The Church expressing interest in what the State does, i.e. in politics, and offering perspective on moral values to guide political activities is essential. When this goes missing, States like Nazi Germany or the Soviet Union show up.
Christians as individual can and should engage in politics. Think of the examples in Scripture like Joseph, Daniel, and Esther. They made a considerable impact in their day because the exercised their faith in the political arena. In contemporary parlance, they made a difference.
So, too, today. All countries need Christian engagement in their politics and those who suppress it are the worse for it. In free countries, Christians can engage in politics directly and openly. They can work as citizens to influence political policies or they can become politicians themselves.
So yes, politics matter. It’s just not the end-all-be-all of life and what matters most in life cannot be addressed via politics.
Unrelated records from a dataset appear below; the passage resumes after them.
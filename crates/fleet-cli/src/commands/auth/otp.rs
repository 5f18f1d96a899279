use serde::Serialize;

use fleet_core::entities::OtpVerification;
use fleet_store::{AuthAction, AuthStore};

use crate::cli::GlobalFlags;
use crate::cli::subcommands::auth::{AuthResendOtpArgs, AuthVerifyOtpArgs};
use crate::context::AppContext;
use crate::output::output;

#[derive(Serialize)]
struct OtpResponse {
    email: String,
    message: String,
}

pub async fn verify(
    args: &AuthVerifyOtpArgs,
    ctx: &AppContext,
    flags: &GlobalFlags,
) -> anyhow::Result<()> {
    let email = resolve_email(args.email.as_deref())?;
    let payload = OtpVerification {
        email: email.clone(),
        otp: args.otp.clone(),
    };
    payload.validate()?;

    let mut store = AuthStore::new();
    store.begin(AuthAction::VerifyOtp);

    let message = match ctx.api.verify_otp(&payload).await {
        Ok(message) => message,
        Err(error) => {
            store.fail(AuthAction::VerifyOtp, error.to_string());
            return Err(error.into());
        }
    };
    store.complete_verify_otp();

    if let Err(error) = fleet_auth::pending::clear_email() {
        tracing::warn!(%error, "failed to clear cached registration email");
    }

    output(&OtpResponse { email, message }, flags.format)
}

pub async fn resend(
    args: &AuthResendOtpArgs,
    ctx: &AppContext,
    flags: &GlobalFlags,
) -> anyhow::Result<()> {
    let email = resolve_email(args.email.as_deref())?;

    let mut store = AuthStore::new();
    store.begin(AuthAction::ResendOtp);

    let message = match ctx.api.resend_otp(&email).await {
        Ok(message) => message,
        Err(error) => {
            store.fail(AuthAction::ResendOtp, error.to_string());
            return Err(error.into());
        }
    };
    store.complete_resend_otp();

    output(&OtpResponse { email, message }, flags.format)
}

/// `--email` wins; otherwise fall back to the email cached by `auth register`.
fn resolve_email(flag: Option<&str>) -> anyhow::Result<String> {
    if let Some(email) = flag {
        return Ok(email.to_string());
    }
    fleet_auth::pending::load_email()
        .ok_or_else(|| anyhow::anyhow!("no cached registration email; pass --email"))
}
Partisanship is a particular kind of political engagement. It’s the “strong and sometimes blind adherence to a particular party, faction, cause, or person.” Partisanship in American terms generally means a preference for, commitment to, or even emotional allegiance to being a Democrat or Republican, or perhaps one of a few assorted Third Parties.
Partisanship is not in itself morally threatening, particularly if it is not “blind” but simply a preference for or commitment to an approach to government or a set of principles in a political party platform.
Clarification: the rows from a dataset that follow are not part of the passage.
use crate::cli::GlobalFlags;
use crate::cli::root_commands::Commands;
use crate::commands;
use crate::context::AppContext;

/// Dispatch a parsed command to the corresponding handler module.
pub async fn dispatch(
    command: Commands,
    ctx: &AppContext,
    flags: &GlobalFlags,
) -> anyhow::Result<()> {
    match command {
        Commands::Auth { action } => commands::auth::handle(action, ctx, flags).await,
        Commands::Forms => commands::forms::handle(ctx, flags).await,
        Commands::MaintenanceLog { action } => {
            commands::maintenance_log::handle(action, ctx, flags).await
        }
        Commands::MaintenanceRequest { action } => {
            commands::maintenance_request::handle(action, ctx, flags).await
        }
        Commands::MovementRegister { action } => {
            commands::movement_register::handle(action, ctx, flags).await
        }
        Commands::MonthlyChecklist { action } => {
            commands::monthly_checklist::handle(action, ctx, flags).await
        }
        Commands::DailyInspection { action } => {
            commands::daily_inspection::handle(action, ctx, flags).await
        }
        Commands::ActivityReport { action } => {
            commands::activity_report::handle(action, ctx, flags).await
        }
        Commands::SiteReport { action } => commands::site_report::handle(action, ctx, flags).await,
        Commands::Template(_) | Commands::Schema(_) => {
            unreachable!("template/schema are pre-dispatched in main")
        }
    }
}
//! Client-side validation helpers.
//!
//! Every draft payload is validated before it is handed to the API client;
//! a failing payload never reaches the network layer. Checks mirror the
//! per-field presence rules of the original forms.

use crate::errors::CoreError;

/// Require a non-empty string field.
///
/// # Errors
///
/// Returns [`CoreError::Validation`] naming the field when empty.
pub fn require(field: &str, value: &str) -> Result<(), CoreError> {
    if value.trim().is_empty() {
        return Err(CoreError::Validation(format!("{field} is required")));
    }
    Ok(())
}

/// Require a strictly positive numeric field.
///
/// # Errors
///
/// Returns [`CoreError::Validation`] when the value is zero or negative.
pub fn require_positive(field: &str, value: f64) -> Result<(), CoreError> {
    if value <= 0.0 {
        return Err(CoreError::Validation(format!(
            "{field} must be a positive number"
        )));
    }
    Ok(())
}

/// Require a non-empty embedded list.
///
/// # Errors
///
/// Returns [`CoreError::Validation`] when the list has no rows.
pub fn require_items<T>(field: &str, items: &[T]) -> Result<(), CoreError> {
    if items.is_empty() {
        return Err(CoreError::Validation(format!(
            "{field} must contain at least one item"
        )));
    }
    Ok(())
}

/// Require an item status code to be one of the known wire values (0 or 1).
///
/// # Errors
///
/// Returns [`CoreError::Validation`] for any other code.
pub fn require_status_code(field: &str, status: u8) -> Result<(), CoreError> {
    if status > 1 {
        return Err(CoreError::Validation(format!(
            "{field} status must be 0 (not ok) or 1 (ok), got {status}"
        )));
    }
    Ok(())
}

#[cfg(test)]
mod tests {
    use super::*;

    #[test]
    fn require_rejects_blank() {
        assert!(require("make", "").is_err());
        assert!(require("make", "   ").is_err());
        assert!(require("make", "Toyota").is_ok());
    }

    #[test]
    fn require_positive_rejects_zero_and_negative() {
        assert!(require_positive("cost", 0.0).is_err());
        assert!(require_positive("cost", -3.5).is_err());
        assert!(require_positive("cost", 120.0).is_ok());
    }

    #[test]
    fn require_items_rejects_empty_list() {
        let empty: [u8; 0] = [];
        assert!(require_items("checklist_items", &empty).is_err());
        assert!(require_items("checklist_items", &[1u8]).is_ok());
    }

    #[test]
    fn status_code_bounds() {
        assert!(require_status_code("item", 0).is_ok());
        assert!(require_status_code("item", 1).is_ok());
        assert!(require_status_code("item", 2).is_err());
    }

    #[test]
    fn validation_error_names_the_field() {
        let err = require("veh_number", "").unwrap_err();
        assert_eq!(err.to_string(), "Validation error: veh_number is required");
    }
}
use fleet_core::entities::user::User;
use fleet_core::enums::FormKind;

use crate::context::AppContext;

/// Fetch the signed-in user and check their role may open `form`.
///
/// Entity commands call this before touching records, mirroring the
/// role-gated navigation: a driver never sees the site report form, an
/// employee never sees the movement register.
pub async fn require_access(ctx: &AppContext, form: FormKind) -> anyhow::Result<User> {
    let user = ctx.api.signed_in_user().await?;
    if !user.role.can_access(form) {
        anyhow::bail!(
            "role '{}' has no access to the {} form",
            user.role,
            form.title()
        );
    }
    Ok(user)
}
Where partisanship becomes a problem, for the Christian and for the Church, is when it supersedes the faith or worldview. In other words, the filter through which each question or development or circumstance is evaluated is not one’s Christian perspective but one’s party allegiances and perceived advantage. When this happens, party positions or politics become ascendant, thus beyond critique or criticism.
The danger should be obvious. If you are working with your partisan view and I am working with mine, we can debate but there is nothing outside our own party perspectives to which we can appeal for evaluation. We can only argue, never achieve consensus, and debate is then not about truth but power and advantage.
The American Church is today divided, of course theologically in a variety of historical denominational ways, but of equal importance and impact now is a division rooted in partisanship. There are Red churches and Blue churches. There are, if we switch to ideology, Left churches and Right churches. What’s minimized, maybe lost, is the struggle to develop a Christian worldview and apply it in this age to all issues and developments--including partisanship.
The Christian Church is encouraged to unity, but partisanship divides. It is today not just a tool but a threat.